Since I'm sure everybody is watching the Denver Broncos vs. New England Patriots game right now (its currently halftime), I'm sure many of you are thinking how could the Patriots miss an extra point. Well, if you are curious, visit my previous blog on field goal kicking. More importantly, I'm sure some of you are like me, nervous due to Peyton Manning's lack of throwing ability in his old age. After his neck surgery, and since he is approaching 40, his arm strength is decreasing, requiring him to throw the ball with more arc and earlier. This brings up some interesting physics as Peyton needs to alter the projectile motion of the football to suit his lack of arm strength. 

On a short route, a normal quarterback can zip the ball to the receiver with a high velocity, decreasing the time the ball is in the air, the height that the ball must reach and how far the quarterback must "lead" the receiver. When the ball is thrown with a higher velocity, it does not need to be thrown with as much arc to reach its desired target as it can be in the air a lower amount of time and still reach the target since there is no acceleration in the x plane. However, Peyton Manning introduces numerous possibilities of error since he needs to put more arc on the ball.

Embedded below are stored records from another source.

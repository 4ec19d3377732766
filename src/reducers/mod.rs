//! Channel reducers and the registry that applies step output to state.
//!
//! Every channel has exactly one [`ReducerKind`]; every step has a declared
//! write set. [`ReducerRegistry::apply_step`] enforces both: a partial that
//! touches a channel outside its step's write set is a programming error and
//! fails the run loudly rather than being silently dropped.

pub mod findings;

use miette::Diagnostic;
use rustc_hash::FxHashMap;
use thiserror::Error;
use tracing::{debug, instrument};

use crate::state::WorkflowState;
use crate::step::StepPartial;
use crate::types::{ChannelId, StepId};

pub use findings::{ConceptMatcher, DedupKey, KeywordConceptMatcher, dedup_key, merge_findings};

/// Merge discipline of a channel.
#[derive(Clone, Copy, Debug, PartialEq, Eq)]
pub enum ReducerKind {
    /// Replace the stored value wholesale.
    LastWriteWins,
    /// Extend the stored list with the incoming elements.
    Append,
    /// Findings-specific deduplicating merge.
    DedupMerge,
}

/// Contract violations detected while applying a partial.
#[derive(Debug, Error, Diagnostic)]
pub enum ReducerError {
    #[error("step `{step}` wrote undeclared channel `{channel}`")]
    #[diagnostic(
        code(docsmith::reducers::undeclared_channel),
        help("add the channel to the step's write set if the write is intentional")
    )]
    UndeclaredChannel { step: StepId, channel: ChannelId },

    #[error("step `{step}` has no registered write set")]
    #[diagnostic(code(docsmith::reducers::unknown_step))]
    UnknownStep { step: StepId },
}

/// Per-channel reducer kinds plus per-step write sets.
pub struct ReducerRegistry {
    matcher: Box<dyn ConceptMatcher>,
    write_sets: FxHashMap<StepId, Vec<ChannelId>>,
}

impl Default for ReducerRegistry {
    fn default() -> Self {
        Self::new(Box::new(KeywordConceptMatcher))
    }
}

impl ReducerRegistry {
    /// Registry with the standard write sets and a caller-chosen concept
    /// matcher for the findings merge.
    #[must_use]
    pub fn new(matcher: Box<dyn ConceptMatcher>) -> Self {
        let mut write_sets: FxHashMap<StepId, Vec<ChannelId>> = FxHashMap::default();
        write_sets.insert(
            StepId::ChangeFetch,
            vec![ChannelId::ChangeMetadata, ChannelId::ChangeList, ChannelId::Errors],
        );
        write_sets.insert(StepId::DocDiscovery, vec![ChannelId::Errors]);
        write_sets.insert(
            StepId::RepoScan,
            vec![
                ChannelId::DocumentationFiles,
                ChannelId::DocumentationStatus,
                ChannelId::SourceFiles,
                ChannelId::RepoStructure,
                ChannelId::Errors,
            ],
        );
        write_sets.insert(
            StepId::Analysis,
            vec![
                ChannelId::Findings,
                ChannelId::AgentsNeeded,
                ChannelId::RetryCount,
                ChannelId::Errors,
            ],
        );
        for agent in [StepId::TechnicalWriter, StepId::DiagramArchitect, StepId::Correction] {
            write_sets.insert(
                agent,
                vec![ChannelId::Findings, ChannelId::AgentOutputs, ChannelId::Errors],
            );
        }
        write_sets.insert(
            StepId::Validation,
            vec![
                ChannelId::ValidationPassed,
                ChannelId::ValidationFeedback,
                ChannelId::Errors,
            ],
        );
        write_sets.insert(StepId::ReportRender, vec![ChannelId::Report, ChannelId::Errors]);
        write_sets.insert(
            StepId::CommentPublish,
            vec![ChannelId::PublishedLocation, ChannelId::Errors],
        );
        ReducerRegistry { matcher, write_sets }
    }

    /// Overrides the write set for one step. Intended for tests and embedders
    /// extending the graph.
    #[must_use]
    pub fn with_write_set(mut self, step: StepId, channels: Vec<ChannelId>) -> Self {
        self.write_sets.insert(step, channels);
        self
    }

    /// The merge discipline of a channel.
    #[must_use]
    pub fn kind_of(channel: ChannelId) -> ReducerKind {
        match channel {
            ChannelId::ChangeMetadata
            | ChannelId::DocumentationStatus
            | ChannelId::RepoStructure
            | ChannelId::AgentsNeeded
            | ChannelId::ValidationPassed
            | ChannelId::ValidationFeedback
            | ChannelId::RetryCount
            | ChannelId::Report
            | ChannelId::PublishedLocation => ReducerKind::LastWriteWins,
            ChannelId::ChangeList
            | ChannelId::DocumentationFiles
            | ChannelId::SourceFiles
            | ChannelId::AgentOutputs
            | ChannelId::Errors => ReducerKind::Append,
            ChannelId::Findings => ReducerKind::DedupMerge,
        }
    }

    /// Declared write set for a step, if registered.
    #[must_use]
    pub fn write_set(&self, step: StepId) -> Option<&[ChannelId]> {
        self.write_sets.get(&step).map(Vec::as_slice)
    }

    /// Merges a step's partial into the state.
    ///
    /// Returns the channels that actually changed. An empty partial is a
    /// no-op, never an error.
    #[instrument(skip(self, state, partial), fields(step = %step))]
    pub fn apply_step(
        &self,
        state: &mut WorkflowState,
        step: StepId,
        partial: StepPartial,
    ) -> Result<Vec<ChannelId>, ReducerError> {
        let touched = partial.touched_channels();
        if touched.is_empty() {
            return Ok(Vec::new());
        }

        let declared = self
            .write_sets
            .get(&step)
            .ok_or(ReducerError::UnknownStep { step })?;
        for channel in &touched {
            if !declared.contains(channel) {
                return Err(ReducerError::UndeclaredChannel {
                    step,
                    channel: *channel,
                });
            }
        }

        let mut written = Vec::new();
        let mut mark = |channel: ChannelId, changed: bool, state: &mut WorkflowState| {
            if changed {
                state.bump_version(channel);
                written.push(channel);
            }
        };

        if let Some(value) = partial.change_metadata {
            let changed = state.change_metadata.as_ref() != Some(&value);
            state.change_metadata = Some(value);
            mark(ChannelId::ChangeMetadata, changed, state);
        }
        if let Some(items) = partial.change_list {
            let changed = !items.is_empty();
            state.change_list.extend(items);
            mark(ChannelId::ChangeList, changed, state);
        }
        if let Some(items) = partial.documentation_files {
            let changed = !items.is_empty();
            state.documentation_files.extend(items);
            mark(ChannelId::DocumentationFiles, changed, state);
        }
        if let Some(value) = partial.documentation_status {
            let changed = state.documentation_status != Some(value);
            state.documentation_status = Some(value);
            mark(ChannelId::DocumentationStatus, changed, state);
        }
        if let Some(items) = partial.source_files {
            let changed = !items.is_empty();
            state.source_files.extend(items);
            mark(ChannelId::SourceFiles, changed, state);
        }
        if let Some(value) = partial.repo_structure {
            let changed = state.repo_structure.as_deref() != Some(value.as_str());
            state.repo_structure = Some(value);
            mark(ChannelId::RepoStructure, changed, state);
        }
        if let Some(items) = partial.findings {
            let changed = merge_findings(self.matcher.as_ref(), &mut state.findings, items);
            mark(ChannelId::Findings, changed, state);
        }
        if let Some(value) = partial.agents_needed {
            let changed = state.agents_needed != value;
            state.agents_needed = value;
            mark(ChannelId::AgentsNeeded, changed, state);
        }
        if let Some(items) = partial.agent_outputs {
            let changed = !items.is_empty();
            state.agent_outputs.extend(items);
            mark(ChannelId::AgentOutputs, changed, state);
        }
        if let Some(value) = partial.validation_passed {
            let changed = state.validation_passed != value;
            state.validation_passed = value;
            mark(ChannelId::ValidationPassed, changed, state);
        }
        if let Some(value) = partial.validation_feedback {
            let changed = state.validation_feedback.as_deref() != Some(value.as_str());
            state.validation_feedback = Some(value);
            mark(ChannelId::ValidationFeedback, changed, state);
        }
        if let Some(value) = partial.retry_count {
            let changed = state.retry_count != value;
            state.retry_count = value;
            mark(ChannelId::RetryCount, changed, state);
        }
        if let Some(value) = partial.report {
            let changed = state.report.as_deref() != Some(value.as_str());
            state.report = Some(value);
            mark(ChannelId::Report, changed, state);
        }
        if let Some(value) = partial.published_location {
            let changed = state.published_location.as_deref() != Some(value.as_str());
            state.published_location = Some(value);
            mark(ChannelId::PublishedLocation, changed, state);
        }
        if let Some(items) = partial.errors {
            let changed = !items.is_empty();
            state.errors.extend(items);
            mark(ChannelId::Errors, changed, state);
        }

        debug!(written = ?written, "applied step partial");
        Ok(written)
    }
}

Since he is releasing the ball with a lower velocity, he needs to increase the time the ball is in the air, which means throwing the ball sooner than the receiver is ready. While this could turn out very well if timed perfectly, a mistake by the quarterback or receiver could leave a floating pass available for the defense to make a play and intercept the ball. Another problem is that when trying to arc the ball more in order to compensate for a lack of velocity, Peyton needs to calculate the velocity and angle in order for the ball to reach the receiver at the right height. This is difficult when you have 300 pound lineman running at you, which is why Peyton is under-throwing some receivers while overthrowing others.

One advantage of a softer pass is that it is often easier to catch. Since the mass of a football is constant, the momentum of the football is proportional to the velocity. Therefore, a higher velocity football has more momentum, which means that a receiver must try harder to catch the football as the force required to bring that momentum to zero is inversely proportional to time of the force applied. This means that a player must catch the ball "like an egg", or simply have strong enough hands to withstand the large impact force. 

The second half is about to start, lets hope Denver pulls out the dub!